Why I’m Not Buying Any More Info Products. (or: How Merlin Mann changed my game.)

by Charlotte | inspirIT on October 26, 2009

I’d been procrastinating over watching Merlin Mann’s latest video. Sure, everyone watched the little 5 minute Merlin Labs bit (“Giant Cock Paper” – heh!), but the other one? Man… 40 minutes of my time!

Then I remembered how much time I spent dicking around on Regretsy last night.

I watched Merlin’s thing.

There are things that, when you read them or watch them, totally change your game. With some things, you realize it at the time. With some, you don’t.

It took Merlin Mann 40 minutes to totally change my game.

His thesis is that people do stuff like read LifeHacker, buy e-books, and dick around on Wikipedia (or Regretsy) all day because they’re waiting for the internet to tell them who they are and what to do.

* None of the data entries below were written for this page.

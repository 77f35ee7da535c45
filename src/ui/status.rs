//! Status-Bar am unteren Bildschirmrand.

use crate::app::AppState;

/// Rendert die Status-Bar
pub fn render_status_bar(ctx: &egui::Context, state: &AppState) {
    egui::TopBottomPanel::bottom("status_bar").show(ctx, |ui| {
        ui.horizontal(|ui| {
            ui.label(format!(
                "Zones: {} | Positions: {} | Measurements: {}",
                state.zones.len(),
                state.positions.len(),
                state.measurements.len()
            ));

            ui.separator();

            let camera = &state.view.camera;
            ui.label(format!(
                "Zoom: {:.1} | Center: ({:.5}, {:.5})",
                camera.zoom, camera.center.lat, camera.center.lon
            ));

            ui.separator();

            ui.label(format!("Mode: {}", state.mode));

            let pending = state.backend.pending_count();
            if pending > 0 {
                ui.separator();
                ui.spinner();
                ui.label(format!("Backend: {} pending", pending));
            }

            if let Some(ref error) = state.ui.last_error {
                ui.separator();
                ui.label(egui::RichText::new(format!("⚠ {}", error)).color(egui::Color32::RED));
            } else if let Some(ref msg) = state.ui.status_message {
                ui.separator();
                ui.label(egui::RichText::new(msg).color(egui::Color32::YELLOW));
            }

            // FPS-Anzeige (rechts)
            ui.with_layout(egui::Layout::right_to_left(egui::Align::Center), |ui| {
                ui.label(format!("FPS: {:.0}", ctx.input(|i| 1.0 / i.stable_dt)));
            });
        });
    });
}
//! Use-Case-Funktionen für Positions-Marker (nur clientseitig).

use super::mode;
use crate::app::{AppState, InteractionMode};
use crate::core::GeoPoint;

/// Legt einen Marker mit dem Standardnamen an der Position an.
pub fn add(state: &mut AppState, pos: GeoPoint) -> String {
    let name = state.options.new_position_name.clone();
    let id = state.positions.add(&name, pos.lat, pos.lon);
    log::info!("Position {} bei ({:.6}, {:.6}) angelegt", id, pos.lat, pos.lon);
    id
}

/// Selektiert einen Marker (oder hebt die Selektion auf).
///
/// Beendet einen aktiven Positions-Erstellungsmodus.
pub fn select(state: &mut AppState, mark_id: Option<String>) {
    state.positions.selected_id = mark_id;
    sync_form(state);
    if state.mode.is_creating_position() {
        mode::set_mode(state, InteractionMode::Idle);
    }
}

/// Setzt das lokale Edit-Flag eines Markers.
pub fn set_editing(state: &mut AppState, mark_id: &str, editing: bool) {
    if !state.positions.set_editing(mark_id, editing) {
        log::warn!("Position {} existiert nicht", mark_id);
        return;
    }
    if state.ui.position_form.mark_id.as_deref() == Some(mark_id) {
        sync_form(state);
    }
}

/// Überschreibt Name und Koordinaten eines Markers.
///
/// Koordinaten außerhalb von ±90°/±180° werden mit einem Fehler abgewiesen,
/// der Marker bleibt dann unverändert im Edit-Zustand.
pub fn edit(
    state: &mut AppState,
    mark_id: &str,
    name: &str,
    lat: f64,
    lon: f64,
) -> anyhow::Result<()> {
    if !(lat.is_finite() && lon.is_finite() && lat.abs() <= 90.0 && lon.abs() <= 180.0) {
        anyhow::bail!("Invalid coordinates: {lat}, {lon}");
    }
    if !state.positions.edit(mark_id, name, lat, lon) {
        log::warn!("Position {} existiert nicht", mark_id);
        return Ok(());
    }
    state.positions.set_editing(mark_id, false);
    state.ui.last_error = None;
    if state.ui.position_form.mark_id.as_deref() == Some(mark_id) {
        sync_form(state);
    }
    log::info!("Position {} gespeichert", mark_id);
    Ok(())
}

/// Verwirft das Formular und stellt die gespeicherten Werte wieder her.
pub fn cancel_edit(state: &mut AppState, mark_id: &str) {
    if !state.positions.set_editing(mark_id, false) {
        log::warn!("Position {} existiert nicht", mark_id);
    }
    sync_form(state);
}

/// Entfernt einen Marker.
pub fn delete(state: &mut AppState, mark_id: &str) {
    if state.positions.delete(mark_id).is_none() {
        log::warn!("Position {} existiert nicht", mark_id);
        return;
    }
    sync_form(state);
    log::info!("Position {} gelöscht", mark_id);
}

/// Selektiert einen Marker und fordert das Schwenken der Kamera an.
pub fn localize(state: &mut AppState, mark_id: String) {
    select(state, Some(mark_id));
    state.positions.localizing = true;
}

fn sync_form(state: &mut AppState) {
    match state.positions.selected_mark() {
        Some(mark) => state.ui.position_form.load(mark),
        None => state.ui.position_form.clear(),
    }
}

This really only effects knowledge workers, says Merlin, because it’s painfully obvious what you have to do if your job title is, say, Widget Sorter. When you’re a knowledge worker, your goals and process are more nebulous.

The Beleaguered Race

Of all the knowledge workers this phenomenon effects, I’d say entrepreneurs are at the top of the list.

After all, even if you’re what’s normally called a “knowledge worker” you have a boss who expects you to achieve certain goals or produce certain deliverables. It’s up to you – to a greater or lesser degree – how to do those things, but at least you have something concrete to work towards.

Not so with entrepreneurs.

Entrepreneurs set their own goals – or should. Entrepreneurs are often the only ones holding themselves accountable to these goals. Being your own boss means that if you dick around on YouTube too much, you don’t get paid. Everyone realizes that, but if you don’t know what to do (or think you don’t know what to do) it’s very easy to kill time and bury your anxieties by surfing the web, buying stuff, reading e-books, and the like.

And this is why the trap is so treacherous.

A lot of what could be mistaken for work – marketing courses, SEO books, “productivity hacks,” etc – can really just become another time sink. Another YouTube or Regretsy or People of Wal-Mart to dick around on.

How to be…?

I think there’s this perception among the new entrepreneurs I’ve met that we need someone to tell us how to run our businesses. Someone to tell us How To Be An Entrepreneur.

What the hell does that even mean?

There are as many kinds of businesses as there are kinds of people. And if you have a business, you’re already an entrepreneur. That’s what the word means.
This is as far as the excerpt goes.